現代的な二世代住宅の再生例——下京区Ku邸


設計・アトリエRYO/施工・アラキ工務店


ファサード
アルミ格子から真鍮の丸管格子に戻し、
格子戸の大戸は古建具を利用
 仏光寺通りに南面する、昭和14年に建てられた間口2間半奥行7間半、1列3室型近代様式の町家が改修された。間口に対して、敷地の奥行が非常に長く、主屋の奥にある渡廊下の奥行5間に加えて、1列3室のハナレ棟を構え、さらに1間半巾の北庭が控えている。
 太平洋戦争直前期に、ファサードの金属格子や花崗岩一枚貼の腰石、琉球表に水牛の黒皮縁のタタミを敷き、前栽にサザレ石の巨石を据え、小屋裏には屋階を持つ贅沢な普請がなされている。表屋は白生地問屋の商いに使われ、ハナレは住居として主屋より古い時代に建てられた趣を持ち、解いてみるとハシリニワと火袋の構えが発見された。

●改修のポイント
 まずは隣のマンション建設のためか西側柱列が3〜5cm沈下して、傾斜した架構を構造改修する。通りの角から玄関奥の大黒柱通りまで8本の側柱の揚げ前と、土台の不陸調整を行い、破断したコンクリート製布基礎の強度復元のための布基礎新設と新土台の接合補強を行い、修復後の土壁を塗り直した。また、それとは逆に浮き上がった大黒柱周辺のコンクリートの布基礎を撤去し、側柱を揚げ前是正すると、大黒柱は再び礎石の上に着地し架構全体が安定を取り戻した。
 ハナレ棟も同様、不同沈下した柱を土台修復して揚げ前し、亀裂や穴のあいた土壁を補修して床組みを再生した。又一方で、着手前幅一間半、2階建に増築されていた渡り廊下を幅1間、平屋に減築し、失われていた前栽の美しいプロポーションを取り戻す、復元的修景工事を行った。この渡り廊下部分とハナレ棟の東側壁は隣家の建屋と接合されていたため、床と内壁を改修するにとどめた。


南のトオリに面したキッチン

玄関の間 上がり框を下げる

渡廊下から見る前栽にある大きなサザレ石

●再生プランの特徴
 表側ミセノマ6帖を土間使いの明るいキッチンにしている。これは、カフェやレストランでよくみられる町家再生の配置変換であるが、専用住居として町家を仕舞多屋化する中で、料理好きの奥様が一番に賛同された革新的プランニングである。
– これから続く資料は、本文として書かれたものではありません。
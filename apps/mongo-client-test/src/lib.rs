//! MongoDB client test harness.
//!
//! Polls a collection on a fixed cadence and exports task latency, task
//! results and driver lifecycle events as Prometheus metrics:
//!
//! - [`events`]: driver event listeners and the shared connection state
//! - [`samples`]: the placeholder collection, its repository and seeding
//! - [`poller`]: the query / sleep loop
//! - [`server`]: `/metrics` endpoint
//! - [`shutdown`]: SIGINT / SIGTERM handling

pub mod config;
pub mod events;
pub mod poller;
pub mod samples;
pub mod server;
pub mod shutdown;

/// Version of the `mongodb` crate this harness is built against, reported
/// in the `driverVersion` label. Keep in sync with the workspace manifest.
pub const DRIVER_VERSION: &str = "3.4.1";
表屋の2階部分に親と、ハナレ棟の上下階に成人された子供達のそれぞれ独立した居住スペースを確保しながら、共通のリビングダイニングを表屋1階のオクノマ(洋室)に設け、L字型に連続する広エンと渡り廊下へと展開させた。それにより、商家としての昭和初期の町家の外観や構造特性を保持しながら、現代的な二世代住宅としての再生例が実現したと考えている。これから、実際の生活を通して現代のハレとケの豊かな町家生活の内容が充実されることを願っている。